## ACTIVITY
Extract each line from the entries below that has the string "BufWriter" in it.

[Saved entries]
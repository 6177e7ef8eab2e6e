// src/sink/log_file.rs

//! File-backed sink.
//!
//! Every message becomes one `[LEVEL] message` line and is flushed
//! immediately. The file is opened (and truncated) by
//! [`LogFileSink::create`] and closed when the sink is dropped or
//! [`LogFileSink::close`]d.

use std::fs::{self, File};
use std::io::{BufWriter, Write};
use std::path::{Path, PathBuf};

use tracing::warn;

use super::{DiagnosticSink, Severity};
use crate::errors::Result;

#[derive(Debug)]
pub struct LogFileSink {
    path: PathBuf,
    /// `None` once a write has failed; later messages are dropped.
    writer: Option<BufWriter<File>>,
}

impl LogFileSink {
    /// Create (or truncate) the log file, creating parent directories.
    pub fn create(path: impl AsRef<Path>) -> Result<Self> {
        let path = path.as_ref().to_path_buf();
        if let Some(parent) = path.parent() {
            if !parent.as_os_str().is_empty() {
                fs::create_dir_all(parent)?;
            }
        }

        let file = File::create(&path)?;
        Ok(Self {
            path,
            writer: Some(BufWriter::new(file)),
        })
    }

    pub fn path(&self) -> &Path {
        &self.path
    }

    /// Whether the sink is still writing (no write has failed).
    pub fn is_healthy(&self) -> bool {
        self.writer.is_some()
    }

    /// Flush and close the file, surfacing any final IO error.
    pub fn close(mut self) -> Result<()> {
        if let Some(mut writer) = self.writer.take() {
            writer.flush()?;
        }
        Ok(())
    }

    fn write_line(&mut self, severity: Severity, msg: &str) {
        let Some(writer) = self.writer.as_mut() else {
            return;
        };

        let result = writeln!(writer, "[{severity}] {msg}").and_then(|_| writer.flush());
        if let Err(err) = result {
            warn!(
                path = ?self.path,
                error = %err,
                "failed to write log file; disabling file logging"
            );
            self.writer = None;
        }
    }
}

impl DiagnosticSink for LogFileSink {
    fn info(&mut self, msg: &str) {
        self.write_line(Severity::Info, msg);
    }

    fn error(&mut self, msg: &str) {
        self.write_line(Severity::Error, msg);
    }
}

impl Drop for LogFileSink {
    fn drop(&mut self) {
        if let Some(writer) = self.writer.as_mut() {
            let _ = writer.flush();
        }
    }
}
// src/process/record.rs

use std::fmt;

use crate::exec::decode;
use crate::exec::instruction::{DecodeError, Instruction};
use crate::types::{ProcessStatus, Register};

/// Sentinel for `last_jump` meaning "no jump taken yet".
pub const NO_JUMP: i64 = -1;

/// Quantum used when a process definition does not specify one.
pub const DEFAULT_QUANTUM: i64 = 3;

/// A synthetic process.
///
/// Registers, `pc`, `status` and the loop-detection counters are public and
/// mutated by the executor and scheduler. The instruction list is fixed at
/// construction time and decoded once into `program`.
#[derive(Debug, Clone)]
pub struct Process {
    pub pid: u32,
    pub pc: i64,
    pub ax: i64,
    pub bx: i64,
    pub cx: i64,
    /// Maximum instructions per scheduling visit. Values `<= 0` mean the
    /// process can never make progress.
    pub quantum: i64,
    pub status: ProcessStatus,
    /// Target of the last jump taken, or [`NO_JUMP`].
    pub last_jump: i64,
    /// Number of consecutive jumps to `last_jump`.
    pub repeated_jumps: u32,
    /// Total instructions executed over the whole run.
    pub steps_executed: u64,

    instructions: Vec<String>,
    program: Vec<Result<Instruction, DecodeError>>,
}

impl Process {
    pub fn new(pid: u32, instructions: Vec<String>) -> Self {
        let program = instructions.iter().map(|text| decode(text)).collect();

        Self {
            pid,
            pc: 0,
            ax: 0,
            bx: 0,
            cx: 0,
            quantum: DEFAULT_QUANTUM,
            status: ProcessStatus::Ready,
            last_jump: NO_JUMP,
            repeated_jumps: 0,
            steps_executed: 0,
            instructions,
            program,
        }
    }

    pub fn num_instructions(&self) -> usize {
        self.instructions.len()
    }

    pub fn instructions(&self) -> &[String] {
        &self.instructions
    }

    /// Decoded form of every instruction, index-aligned with [`instructions`].
    ///
    /// [`instructions`]: Process::instructions
    pub fn program(&self) -> &[Result<Instruction, DecodeError>] {
        &self.program
    }

    /// `pc` as an index, if it points at an instruction.
    ///
    /// This is the only place `pc` is turned into an index.
    pub fn index(&self) -> Option<usize> {
        usize::try_from(self.pc)
            .ok()
            .filter(|&idx| idx < self.instructions.len())
    }

    /// Whether `0 <= pc < num_instructions`.
    pub fn is_runnable(&self) -> bool {
        self.index().is_some()
    }

    /// Instruction text at `pc`.
    pub fn current(&self) -> Option<&str> {
        self.index().map(|idx| self.instructions[idx].as_str())
    }

    /// Decoded instruction at `pc`.
    pub fn current_decoded(&self) -> Option<&Result<Instruction, DecodeError>> {
        self.index().map(|idx| &self.program[idx])
    }

    pub fn register(&self, reg: Register) -> i64 {
        match reg {
            Register::Ax => self.ax,
            Register::Bx => self.bx,
            Register::Cx => self.cx,
        }
    }

    pub fn set_register(&mut self, reg: Register, value: i64) {
        match reg {
            Register::Ax => self.ax = value,
            Register::Bx => self.bx = value,
            Register::Cx => self.cx = value,
        }
    }

    pub fn snapshot(&self) -> Snapshot {
        Snapshot {
            pid: self.pid,
            pc: self.pc,
            ax: self.ax,
            bx: self.bx,
            cx: self.cx,
        }
    }
}

/// Register/pc state of a process at a visit boundary.
#[derive(Debug, Clone, Copy, PartialEq, Eq)]
pub struct Snapshot {
    pub pid: u32,
    pub pc: i64,
    pub ax: i64,
    pub bx: i64,
    pub cx: i64,
}

impl fmt::Display for Snapshot {
    fn fmt(&self, f: &mut fmt::Formatter<'_>) -> fmt::Result {
        write!(
            f,
            "pid={} pc={} ax={} bx={} cx={}",
            self.pid, self.pc, self.ax, self.bx, self.cx
        )
    }
}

## OUTPUT
use std::io::{BufWriter, Write};
    writer: Option<BufWriter<File>>,
            writer: Some(BufWriter::new(file)),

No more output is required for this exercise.